Appurata dunque l’odierna inutilità di un gameplay fortemente basato su giroscopi e sensori di movimento, sarebbe arrivato il momento di tirare in ballo il pezzo da novanta, vero fautore di questo approfondimento: Gravity Rush 2.
L’opera di Japan Studio avrebbe meritato senza ombra di dubbio maggior attenzione, da parte di tutti sia chiaro. Un comparto artistico particolarmente ispirato e curato, unito a una narrazione di buon livello e tante idee interessanti per quanto riguarda il gameplay, avrebbero potuto segnare l’inizio di un amore imperituro tra il titolo in questione e il sottoscritto. Spinto dalle parole lusinghiere in merito da parte di amici e colleghi, ho deciso di dare una chance a Kat e i tanti personaggi che compongono il suo universo. Esattamente come l’amplesso di un individuo perseguitato da precocità, la mia cavalcata all’interno di Gravity Rush 2 si è dimostrata breve, intensa e condita da tante sensazioni contrastanti. La gioia iniziale ha fatto rapidamente spazio alla delusione, resa piccante dalla cocente rabbia conclusiva.

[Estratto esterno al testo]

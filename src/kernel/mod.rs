//! # Kernel Context
//!
//! [`Kernel`] owns everything the interrupt and system-call paths share: the vector table,
//! the keyboard driver with its slot and wait queue, and the tick counter. It is built once
//! in `kernel_main`, handlers are installed before it is published, and from then on it is
//! only reached through `&Kernel`.
//!
//! ## Submodules
//!
//! - `init`: boot phase runner
//! - `status`: component status tracking for the boot log

use core::sync::atomic::{AtomicU64, Ordering};

use crate::config::{KernelConfig, IRQ_KEYBOARD, IRQ_TIMER};
use crate::devices::drivers::ps2_keyboard::{IrqOutcome, Keyboard, KeyboardPorts};
use crate::interrupts::{InterruptVectorTable, IrqControl, IrqLine, TrapContext, VectorError};
use crate::syscalls::SyscallHost;
use crate::task::{Suspend, TicketQueue};
use crate::time::{delay_loops, CalibrationError, DelayLoop, TickSource};

pub mod init;
pub mod status;

pub use init::{init_phase, register_boot_phases};
pub use status::{register_component, update_component_status, InitStatus};

/// Hardware the kernel context drives directly.
pub trait Platform: IrqControl + KeyboardPorts + Sync {
    type Suspend: Suspend;
}

pub struct Kernel<P: Platform> {
    platform: P,
    vectors: InterruptVectorTable<Kernel<P>>,
    keyboard: Keyboard<TicketQueue<P::Suspend>>,
    ticks: AtomicU64,
    delay: DelayLoop,
}

impl<P: Platform> Kernel<P> {
    /// Builds the context with the timer and keyboard handlers installed. Lines stay masked
    /// until [`Kernel::enable_irqs`].
    pub fn new(platform: P, suspend: P::Suspend, config: &KernelConfig) -> Result<Self, VectorError> {
        let mut vectors = InterruptVectorTable::new();
        vectors.install(IRQ_TIMER, isr_timer::<P>)?;
        vectors.install(IRQ_KEYBOARD, isr_keyboard::<P>)?;

        Ok(Self {
            platform,
            vectors,
            keyboard: Keyboard::new(TicketQueue::new(suspend), config.release_policy),
            ticks: AtomicU64::new(0),
            delay: DelayLoop::new(),
        })
    }

    pub fn platform(&self) -> &P {
        &self.platform
    }

    pub fn keyboard(&self) -> &Keyboard<TicketQueue<P::Suspend>> {
        &self.keyboard
    }

    /// Opens every line that has a handler.
    pub fn enable_irqs(&self) {
        for irq in [IRQ_TIMER, IRQ_KEYBOARD] {
            if self.vectors.is_installed(irq) {
                self.platform.unmask(irq);
            }
        }
    }

    /// Entry from the trap dispatcher for hardware interrupt `irq`.
    pub fn dispatch_irq(&self, irq: u8, frame: &TrapContext) {
        self.vectors.dispatch(self, irq, frame);
    }

    /// Blocks until the keyboard produces a code.
    pub fn read_char(&self) -> u16 {
        let line = IrqLine::new(&self.platform, IRQ_KEYBOARD);
        self.keyboard.read_char(&line)
    }

    /// Measures the delay loop against the timer. Needs the timer line open.
    pub fn calibrate_delay(&self) -> Result<u64, CalibrationError> {
        self.delay.calibrate(self, delay_loops)
    }

    pub fn loops_per_tick(&self) -> Option<u64> {
        self.delay.loops_per_tick()
    }

    /// Busy-waits for about `ticks` timer ticks.
    pub fn delay(&self, ticks: u64) {
        self.delay.delay_ticks(self, ticks, delay_loops)
    }

    pub fn unhandled_irqs(&self) -> usize {
        self.vectors.unhandled_count()
    }
}

impl<P: Platform> TickSource for Kernel<P> {
    fn ticks(&self) -> u64 {
        self.ticks.load(Ordering::Relaxed)
    }
}

impl<P: Platform> SyscallHost for Kernel<P> {
    fn get_char(&self) -> u16 {
        self.read_char()
    }

    fn ticks(&self) -> u64 {
        TickSource::ticks(self)
    }
}

fn isr_timer<P: Platform>(kernel: &Kernel<P>, _irq: u8, _frame: &TrapContext) {
    kernel.ticks.fetch_add(1, Ordering::Relaxed);
}

fn isr_keyboard<P: Platform>(kernel: &Kernel<P>, _irq: u8, _frame: &TrapContext) {
    match kernel.keyboard.handle_irq(&kernel.platform) {
        IrqOutcome::Produced(code) => log::trace!("kbd: {:#06x}", code),
        outcome => log::trace!("kbd: {:?}", outcome),
    }
}

#[cfg(test)]
mod tests {
    use super::*;
    use crate::config::KBD_STATUS_READY;
    use crate::devices::drivers::ps2_keyboard::ReleasePolicy;
    use crate::interrupts::testing::FakePic;
    use crate::task::wait_queue::testing::YieldSuspend;
    use crate::task::WaitQueue;
    use std::collections::VecDeque;
    use std::sync::atomic::AtomicBool;
    use std::sync::{Arc, Mutex};
    use std::thread;
    use std::time::Duration;

    struct FakeBoard {
        pic: FakePic,
        scan_codes: Mutex<VecDeque<u8>>,
    }

    impl FakeBoard {
        fn new() -> Self {
            Self {
                pic: FakePic::all_masked(),
                scan_codes: Mutex::new(VecDeque::new()),
            }
        }

        fn press(&self, scan: u8) {
            self.scan_codes.lock().unwrap().push_back(scan);
        }
    }

    impl IrqControl for FakeBoard {
        fn mask(&self, irq: u8) {
            self.pic.mask(irq)
        }

        fn unmask(&self, irq: u8) {
            self.pic.unmask(irq)
        }

        fn is_masked(&self, irq: u8) -> bool {
            self.pic.is_masked(irq)
        }

        fn end_of_interrupt(&self, irq: u8) {
            self.pic.end_of_interrupt(irq)
        }
    }

    impl KeyboardPorts for FakeBoard {
        fn read_status(&self) -> u8 {
            if self.scan_codes.lock().unwrap().is_empty() {
                0
            } else {
                KBD_STATUS_READY
            }
        }

        fn read_data(&self) -> u8 {
            self.scan_codes.lock().unwrap().pop_front().unwrap_or(0)
        }
    }

    impl Platform for FakeBoard {
        type Suspend = YieldSuspend;
    }

    fn kernel() -> Kernel<FakeBoard> {
        Kernel::new(FakeBoard::new(), YieldSuspend, &KernelConfig::default()).unwrap()
    }

    #[test]
    fn test_enable_irqs_opens_installed_lines_only() {
        let kernel = kernel();
        assert!(kernel.platform().is_masked(IRQ_KEYBOARD));

        kernel.enable_irqs();

        assert!(!kernel.platform().is_masked(IRQ_TIMER));
        assert!(!kernel.platform().is_masked(IRQ_KEYBOARD));
        for irq in 2..16 {
            assert!(kernel.platform().is_masked(irq));
        }
    }

    #[test]
    fn test_timer_counts_ticks() {
        let kernel = kernel();
        for _ in 0..3 {
            kernel.dispatch_irq(IRQ_TIMER, &TrapContext::default());
        }
        assert_eq!(TickSource::ticks(&kernel), 3);
        assert_eq!(SyscallHost::ticks(&kernel), 3);
    }

    #[test]
    fn test_unexpected_irq_counted() {
        let kernel = kernel();
        kernel.dispatch_irq(7, &TrapContext::default());
        kernel.dispatch_irq(15, &TrapContext::default());
        assert_eq!(kernel.unhandled_irqs(), 2);
        assert_eq!(TickSource::ticks(&kernel), 0);
    }

    #[test]
    fn test_keyboard_irq_feeds_reader() {
        let kernel = kernel();
        kernel.platform().press(0x2A);
        kernel.dispatch_irq(IRQ_KEYBOARD, &TrapContext::default());
        kernel.platform().press(0x23);
        kernel.dispatch_irq(IRQ_KEYBOARD, &TrapContext::default());

        assert_eq!(kernel.get_char(), 0x2348);
        assert!(kernel.platform().is_masked(IRQ_KEYBOARD));
    }

    #[test]
    fn test_blocked_syscall_reader_wakes() {
        let kernel = Arc::new(kernel());
        kernel.enable_irqs();

        let reader = {
            let kernel = kernel.clone();
            thread::spawn(move || kernel.get_char())
        };
        while kernel.keyboard().queue().waiters() == 0 {
            thread::yield_now();
        }

        kernel.platform().press(0x9C);
        kernel.dispatch_irq(IRQ_KEYBOARD, &TrapContext::default());

        assert_eq!(reader.join().unwrap(), 0x9C00);
        assert!(!kernel.platform().is_masked(IRQ_KEYBOARD));
    }

    #[test]
    fn test_drop_policy_from_config() {
        let config = KernelConfig {
            release_policy: ReleasePolicy::Drop,
            ..KernelConfig::default()
        };
        let kernel = Kernel::new(FakeBoard::new(), YieldSuspend, &config).unwrap();
        kernel.platform().press(0x9C);
        kernel.dispatch_irq(IRQ_KEYBOARD, &TrapContext::default());
        assert_eq!(kernel.keyboard().policy(), ReleasePolicy::Drop);
        assert_eq!(kernel.unhandled_irqs(), 0);
    }

    #[test]
    fn test_delay_calibrated_against_timer_irq() {
        let kernel = Arc::new(kernel());
        assert_eq!(kernel.loops_per_tick(), None);

        let stop = Arc::new(AtomicBool::new(false));
        let timer = {
            let kernel = kernel.clone();
            let stop = stop.clone();
            thread::spawn(move || {
                while !stop.load(Ordering::SeqCst) {
                    kernel.dispatch_irq(IRQ_TIMER, &TrapContext::default());
                    thread::sleep(Duration::from_millis(1));
                }
            })
        };

        let loops = kernel.calibrate_delay().unwrap();
        assert!(loops > 0);
        assert_eq!(kernel.loops_per_tick(), Some(loops));
        kernel.delay(2);

        stop.store(true, Ordering::SeqCst);
        timer.join().unwrap();
    }
}
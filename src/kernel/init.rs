/// Kernel initialization phases
use core::fmt;

use crate::kernel::status::{register_component, update_component_status, InitStatus};

/// Boot phases in the order `kernel_main` runs them.
pub const BOOT_PHASES: [&str; 8] = [
    "Serial Console",
    "Descriptor Tables",
    "Interrupt Controller",
    "Kernel Context",
    "Memory Management",
    "Interrupt System",
    "Task Subsystem",
    "First User Task",
];

pub fn register_boot_phases() {
    for name in BOOT_PHASES {
        register_component(name);
    }
}

/// Runs one boot phase, tracking and logging its outcome.
pub fn init_phase<T, E, F>(name: &'static str, init_fn: F) -> Result<T, E>
where
    E: fmt::Display,
    F: FnOnce() -> Result<T, E>,
{
    update_component_status(name, InitStatus::InProgress);
    log::info!("Initializing {}...", name);

    match init_fn() {
        Ok(value) => {
            update_component_status(name, InitStatus::Completed);
            log::info!("    {} initialized", name);
            Ok(value)
        }
        Err(e) => {
            update_component_status(name, InitStatus::Failed);
            log::error!("    {} failed: {}", name, e);
            Err(e)
        }
    }
}

#[cfg(test)]
mod tests {
    use super::*;
    use crate::kernel::status::component_status;

    #[test]
    fn test_init_phase_tracks_outcome() {
        register_component("test phase ok");
        register_component("test phase err");

        assert_eq!(init_phase("test phase ok", || Ok::<_, &str>(7)), Ok(7));
        assert_eq!(component_status("test phase ok"), Some(InitStatus::Completed));

        assert_eq!(init_phase("test phase err", || Err::<(), _>("no memory")), Err("no memory"));
        assert_eq!(component_status("test phase err"), Some(InitStatus::Failed));
    }
}
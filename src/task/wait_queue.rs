//! FIFO wait queue.
//!
//! A sleeper draws a ticket and suspends until the number of granted wake-ups passes its
//! ticket. `wake(n)` grants at most as many wake-ups as there are sleepers, so a wake with
//! nobody waiting is lost rather than banked; data that outlives a wake is the caller's
//! business (the keyboard keeps a pending flag for that).

use core::sync::atomic::{AtomicU64, Ordering};

use crate::interrupts::IrqLine;

pub trait WaitQueue: Sync {
    /// Sleeps until woken. Called with `line` masked; returns with it masked.
    fn sleep(&self, line: &IrqLine<'_>);

    /// Wakes up to `count` sleepers in arrival order and returns how many were woken.
    fn wake(&self, count: usize) -> usize;

    fn waiters(&self) -> usize;
}

/// Suspends the calling thread once. The implementation opens `line` only for the duration
/// of the suspension and must do so atomically with going to sleep.
pub trait Suspend: Sync {
    fn suspend(&self, line: &IrqLine<'_>);
}

impl<S: Suspend + ?Sized> Suspend for &S {
    fn suspend(&self, line: &IrqLine<'_>) {
        (**self).suspend(line)
    }
}

pub struct TicketQueue<S> {
    next_ticket: AtomicU64,
    granted: AtomicU64,
    suspend: S,
}

impl<S: Suspend> TicketQueue<S> {
    pub const fn new(suspend: S) -> Self {
        Self {
            next_ticket: AtomicU64::new(0),
            granted: AtomicU64::new(0),
            suspend,
        }
    }
}

impl<S: Suspend> WaitQueue for TicketQueue<S> {
    fn sleep(&self, line: &IrqLine<'_>) {
        let ticket = self.next_ticket.fetch_add(1, Ordering::AcqRel);
        while self.granted.load(Ordering::Acquire) <= ticket {
            self.suspend.suspend(line);
        }
    }

    fn wake(&self, count: usize) -> usize {
        let mut granted = self.granted.load(Ordering::Acquire);
        loop {
            let issued = self.next_ticket.load(Ordering::Acquire);
            let woken = (issued - granted).min(count as u64);
            if woken == 0 {
                return 0;
            }
            match self.granted.compare_exchange_weak(
                granted,
                granted + woken,
                Ordering::AcqRel,
                Ordering::Acquire,
            ) {
                Ok(_) => return woken as usize,
                Err(current) => granted = current,
            }
        }
    }

    fn waiters(&self) -> usize {
        let issued = self.next_ticket.load(Ordering::Acquire);
        (issued - self.granted.load(Ordering::Acquire)) as usize
    }
}


#[cfg(test)]
mod tests {
    use super::testing::YieldSuspend;
    use super::*;
    use crate::interrupts::testing::FakePic;
    use std::sync::atomic::AtomicUsize;
    use std::sync::{Arc, Mutex};
    use std::thread;

    #[test]
    fn test_wake_without_waiters_is_lost() {
        let queue = TicketQueue::new(YieldSuspend);
        assert_eq!(queue.wake(1), 0);
        assert_eq!(queue.waiters(), 0);
    }

    #[test]
    fn test_wake_one_of_two() {
        static PIC: FakePic = FakePic::new();
        let queue = Arc::new(TicketQueue::new(YieldSuspend));
        let done = Arc::new(AtomicUsize::new(0));

        let sleepers: Vec<_> = (0..2)
            .map(|_| {
                let queue = queue.clone();
                let done = done.clone();
                thread::spawn(move || {
                    let line = IrqLine::new(&PIC, 1);
                    queue.sleep(&line);
                    done.fetch_add(1, Ordering::SeqCst);
                })
            })
            .collect();

        while queue.waiters() < 2 {
            thread::yield_now();
        }
        assert_eq!(queue.wake(1), 1);
        while done.load(Ordering::SeqCst) < 1 {
            thread::yield_now();
        }
        assert_eq!(done.load(Ordering::SeqCst), 1);
        assert_eq!(queue.waiters(), 1);

        assert_eq!(queue.wake(5), 1);
        for sleeper in sleepers {
            sleeper.join().unwrap();
        }
        assert_eq!(done.load(Ordering::SeqCst), 2);
    }

    #[test]
    fn test_fifo_order() {
        static PIC: FakePic = FakePic::new();
        let queue = Arc::new(TicketQueue::new(YieldSuspend));
        let order = Arc::new(Mutex::new(Vec::new()));

        let mut sleepers = Vec::new();
        for id in 0..3 {
            let sleeper_queue = queue.clone();
            let order = order.clone();
            sleepers.push(thread::spawn(move || {
                let line = IrqLine::new(&PIC, 1);
                sleeper_queue.sleep(&line);
                order.lock().unwrap().push(id);
            }));
            while queue.waiters() < id + 1 {
                thread::yield_now();
            }
        }

        for woken in 1..=3 {
            assert_eq!(queue.wake(1), 1);
            while order.lock().unwrap().len() < woken {
                thread::yield_now();
            }
        }
        for sleeper in sleepers {
            sleeper.join().unwrap();
        }
        assert_eq!(*order.lock().unwrap(), vec![0, 1, 2]);
    }
}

La brusca inversione di rotta è avvenuta nel momento in cui – ottenuti i poteri di base – il titolo non ha richiesto più di fluttuare leggiadri e spensierati, bensì di combattere mostruosità. Il nemico più insormontabile però è sempre e soltanto uno: il dannato giroscopio. Tutto, a partire dai menù fino alla direzione in caduta, è influenzato dal movimento del nostro pad. Spulciando le varie sezioni dedicate ai settaggi, apprendere che tale funzionalità non sia disattivabile ha provocato in questo cervello, evidentemente sotto la media nazionale, un profondo malessere. Dovendo contrastare un elevato numero di nemici in rapida successione, mancare pedissequamente il bersaglio a causa di uno spostamento del pad è risultato oltremodo frustrante, tanto da causare non pochi giramenti di testa e mal tollerare il pensiero di dover continuare questa avventura. Trattasi non tanto del denaro speso per la copia, quanto delle elevate speranze riposte nel prodotto di Japan Studio, la bocca è rimasta più amara del solito, quasi come con la rucola. Tutto questo disagio ha portato all’odio per qualcosa di cui si sarebbe fatto volentieri a meno, qualcosa di superfluo, obsoleto e che – Deo Gratias – parebbe essere sempre più relegato all’oblio videoludico.